Im Laufe dieses Jahres 2011 las ich in der Tages=Zeitung ein Interview mit einem Museums=Direktor ( Kunst und Medientechnologie ). Darin spricht er vom Menschen als Prothesengott … als handelte es sich nicht um ein freudsches Zitat sondern um eine aus dem Alltag genommene Feststellung. Und irgendwie war auch kein Unbehagen herauszuhören.



4

Eigentlich: Die zur Einweihung der Kirche gelesene Messe. An dieser Stelle sei an das > dominium terrae < der christlichen Theologie erinnert („Und Gott sprach: Lasset uns Menschen machen, ein Bild, das uns gleich sei, die da herrschen … Seid fruchtbar und mehret euch und füllet die Erde und machet sie euch untertan ...“/ Buch Genesis Kapitel eins, Vers 26 und 28) – Schlemihls Forscherdrang ist gewiß romantischer Natur … da er jedoch seine Siebenmeilen=Stiefel auf einer Kirmes erhielt, so ließe sich fragen, ob mit diesen Stiefeln vielleicht auch eine Art christliche Legitimation gemeint ist …die es ihm erlaubt Technik und Naturwissenschaft als eine symbiotische Kraft zu nutzen … wie es uns heutzutage in sehr viel ausgeprägterem Sinne (> Prothesengott <) geradezu als selbstverständlich erscheint.



5

> Objektiv < - das naturwissenschaftlich-technische Auge … Irgendwie kann ich mich des Gedankens nicht erwehren, daß eine objektive Welt= Sicht im Schöpfungs=Plan nicht vorgesehen ist.

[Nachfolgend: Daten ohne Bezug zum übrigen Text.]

use super::{
    Entity, LanguageMap, Linkable, LinkedSource, LyricBearing, Metadata, Permissions,
    PlayableKind, Sourced,
};
use crate::duration::HumanDuration;
use serde::{Deserialize, Serialize};
use std::borrow::Cow;
use std::collections::BTreeMap;

/// Audio track
#[derive(Debug, Clone, PartialEq, Default, Serialize, Deserialize)]
#[serde(default)]
pub struct Track {
    pub id: String,
    pub user_id: String,
    pub isrc: String,
    pub title: String,
    pub artist_ids: Vec<String>,
    pub album_ids: Vec<String>,
    pub primary_album_id: String,
    pub track_number: i64,
    #[serde(with = "crate::duration::seconds")]
    pub duration: HumanDuration,
    pub description: String,
    pub release_date: String,
    /// Language code to lyrics
    pub lyrics: LanguageMap,
    pub listen_count: i64,
    pub favorite_count: i64,
    pub addition_date: i64,
    pub tags: Vec<String>,
    pub additional_meta: Metadata,
    pub permissions: Permissions,
    pub linked_item_ids: Vec<String>,
    pub content_source: LinkedSource,
    pub metadata_source: LinkedSource,
    /// Language code to the source the lyrics came from
    pub lyric_sources: BTreeMap<String, LinkedSource>,
}

impl Entity for Track {
    fn kind(&self) -> PlayableKind {
        PlayableKind::Track
    }

    fn id(&self) -> &str {
        &self.id
    }

    fn user_id(&self) -> &str {
        &self.user_id
    }

    fn title(&self) -> &str {
        &self.title
    }

    fn description(&self) -> &str {
        &self.description
    }

    fn release_date(&self) -> Cow<'_, str> {
        Cow::Borrowed(&self.release_date)
    }

    fn addition_date(&self) -> i64 {
        self.addition_date
    }

    fn tags(&self) -> &[String] {
        &self.tags
    }

    fn additional_meta(&self) -> &Metadata {
        &self.additional_meta
    }

    fn permissions(&self) -> &Permissions {
        &self.permissions
    }
}

impl Linkable for Track {
    fn linked_item_ids(&self) -> &[String] {
        &self.linked_item_ids
    }
}

impl Sourced for Track {
    fn view_count(&self) -> i64 {
        self.listen_count
    }

    fn metadata_source(&self) -> &LinkedSource {
        &self.metadata_source
    }
}

impl LyricBearing for Track {
    fn lyrics(&self) -> &LanguageMap {
        &self.lyrics
    }

    fn lyric_sources(&self) -> &BTreeMap<String, LinkedSource> {
        &self.lyric_sources
    }
}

Hierzu Bild 7 / Bild 8 / Bild 9

In diesem Zusammenhang noch zwei weitere Gedanken=Spiele:

> Blende < - vielleicht: ausblenden … was mich blenden könnte.

Hierzu Bild 10 / Bild 11 / Bild 12

> Auslöser < - ich werde das Gefühl nicht los, daß ich mehr auslöste, als das, was auf der Fotografie zu sehen ist.